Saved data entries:

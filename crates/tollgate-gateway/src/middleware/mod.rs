//! Request middleware.
//!
//! Layering on `/api/v1`: [`security`] runs first on every route, then
//! [`auth`] on the routes that need a caller identity.

pub mod auth;
pub mod security;

pub use auth::{optional_auth, require_admin, require_auth, require_role, AuthUser};
pub use security::{require_security, require_timestamp};
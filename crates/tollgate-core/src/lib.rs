//! Core types and utilities for tollgate.
//!
//! This crate provides the foundational types used throughout the tollgate service:
//!
//! - **Identifiers**: Strongly-typed IDs for users and issued tokens
//! - **Roles**: The role names understood by the role gate
//!
//! # Example
//!
//! ```
//! use tollgate_core::{TokenId, UserId};
//!
//! // Parse a user ID from its UUID form
//! let user_id: UserId = "550e8400-e29b-41d4-a716-446655440000".parse().unwrap();
//!
//! // Generate a fresh token ID
//! let token_id = TokenId::generate();
//! assert_ne!(token_id.to_string(), user_id.to_string());
//! ```

#![forbid(unsafe_code)]
#![warn(missing_docs)]
#![warn(clippy::all)]
#![warn(clippy::pedantic)]

pub mod ids;
pub mod role;

pub use ids::{IdError, TokenId, UserId};
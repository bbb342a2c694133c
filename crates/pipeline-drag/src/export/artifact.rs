//! The downloadable positions file

use crate::core::{ExportConfig, Result};

use super::MoveLog;

/// MIME type of exported position files
pub const POSITIONS_MIME: &str = "application/json";

/// A named file ready to hand to a [`SaveSink`](super::SaveSink)
#[derive(Debug, Clone, PartialEq, Eq)]
pub struct ExportArtifact {
    pub file_name: String,
    pub contents: String,
    pub mime: &'static str,
}

impl ExportArtifact {
    /// Serialize `log` into a file named after the diagram at `location`
    pub fn from_move_log(log: &MoveLog, location: &str, config: &ExportConfig) -> Result<Self> {
        Ok(Self {
            file_name: artifact_file_name(location, &config.suffix),
            contents: serde_json::to_string_pretty(log)?,
            mime: POSITIONS_MIME,
        })
    }
}

/// Base name of the diagram at `location`, without its `.svg`, plus `suffix`
///
/// Query strings and fragments are ignored, so a page URL works as well as a
/// file path.
pub fn artifact_file_name(location: &str, suffix: &str) -> String {
    let path = location
        .split(['?', '#'])
        .next()
        .unwrap_or_default();
    let base = path.rsplit('/').next().unwrap_or_default();
    format!("{}{}", base.replacen(".svg", "", 1), suffix)
}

> **Exercise instructions**: Each line from the first line of the entries up to and including the line containing "pub mod security;" should be transcribed exactly, with all other lines left out.

> **Response**:
filename crates/tollgate-gateway/src/middleware/mod.rs
//! Request middleware.
//!
//! Layering on `/api/v1`: [`security`] runs first on every route, then
//! [`auth`] on the routes that need a caller identity.

pub mod auth;
pub mod security;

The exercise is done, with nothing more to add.